In queste aperture della vegetazione è possibile osservare uccelli di varie grandezze, magari appollaiati a prendere il sole o in attesa di acchiappare una farfalla o un pesce che nuota nei bassi fondali del fiume sottostante.
In tali condizioni ambientali è facile scorgere un motmot, il quale, sfuggendo dal ramo su cui sostava, afferra al volo una farfalla, per cibarsene.
Dopo la cattura, in attesa di altra caccia, torna di nuovo sul ramo, poi si tuffa a terra, e ritornando al ramo porta al becco un topino, una rana, o una lucertola che si contorce ancora. Avendo il becco lungo e forte è naturale che riesca a catturare con abilità prede consistenti, supportato anche dai suoi 47 centimetri di taglia e dai 150 grammi di peso. Il motmot -voce onomatopeica di origine spagnola che ne descrive il verso- in realtà è simile sia al martin pescatore sia all’acchiappamosche. Gli indigeni lo chiamano bobo, cioè “sciocco”, poiché non teme l’uomo e facilmente si lascia vedere da vicino. Ciò accade forse perché sa di non essere in pericolo, dato che, non essendo commestibile, non gli viene data la caccia, o forse perché, essendo pigro, non ha molta voglia di muoversi, tanto da non adoperarsi nella ricerca del cibo per i suoi piccoli. Per evitarsi la fatica riempie il nido di animali morti, dei quali i neonati si cibano fino a quando non sono capaci di cacciare per conto proprio.
Inoltre i loro nidi non sono proprio all’insegna della pulizia e così sporchi non attirano alcun predatore.
Ma il costume che lo rende assai strano è che ama “radersi da solo”!
Possiede una coda lunga, con due penne centrali più lunghe delle altre, ma, chissà perché, l’uccello crede di sembrare più bello radendosele.
Tirandosi sotto la coda, chinando il capo e servendosi del lungo e robusto becco per rasoio, si toglie le piume delle lunghe penne centrali, fatto salvo un ciuffetto che lascia in cima.
Come negli umani che variano per baffi e pizzi, così certi motmot si lasciano solo un ciuffetto in fondo alle penne, mentre altri se ne lasciano qua e là lungo le cannucce rase.
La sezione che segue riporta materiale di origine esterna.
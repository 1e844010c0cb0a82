use axum::extract::{rejection::JsonRejection, FromRequest};

use super::ApiError;

/// `Json` extractor whose rejections render as `{code, msg}` bodies
#[derive(Debug, FromRequest)]
#[from_request(via(axum::Json), rejection(ApiError))]
pub struct ApiJson<T>(pub T);

impl From<JsonRejection> for ApiError {
    fn from(rejection: JsonRejection) -> Self {
        ApiError::BadRequest(rejection.body_text())
    }
}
Per quanto poco quei buffi uccelli dalle code rasate temano l’uomo, ce n’è un altro nelle Indie Occidentali che si mostra ancora più domestico: è un bellissimo uccelletto non più grande di un passero, ma grassetto e forte, con un codino robusto ed un lungo becco dritto; ha il dorso verde e sul petto macchie che vanno dal rosa allo scarlatto, frequenta le rive dei fiumi e non si discosta molto dalle caratteristiche dei motmot. A prima vista lo si scambierebbe per un piccolo martin pescatore, vista la forma similare, la posa e la testa robusta dal becco dritto e acuminato, poi, vedendolo piombare sui piccoli insetti, sembrerebbe un acchiappamosche. Il suo nome è tody, appartiene alla specie dei martin pescatori e come essi fa il nido nelle cavità lungo le alte sponde dei fiumi, ma il suo richiamo è diverso: invece di un sonaglio emette un rauco gracidare di una rana e, al contrario dei suoi parenti martin, che sono schivi, timidi e sospettosi, i piccoli tody sono gli uccelli più domestici e fiduciosi. Non solo sono tranquilli e sicuri, ma, se ci si trova nelle immediate vicinanze, facilmente vengono a posarsi sulle nostre spalle.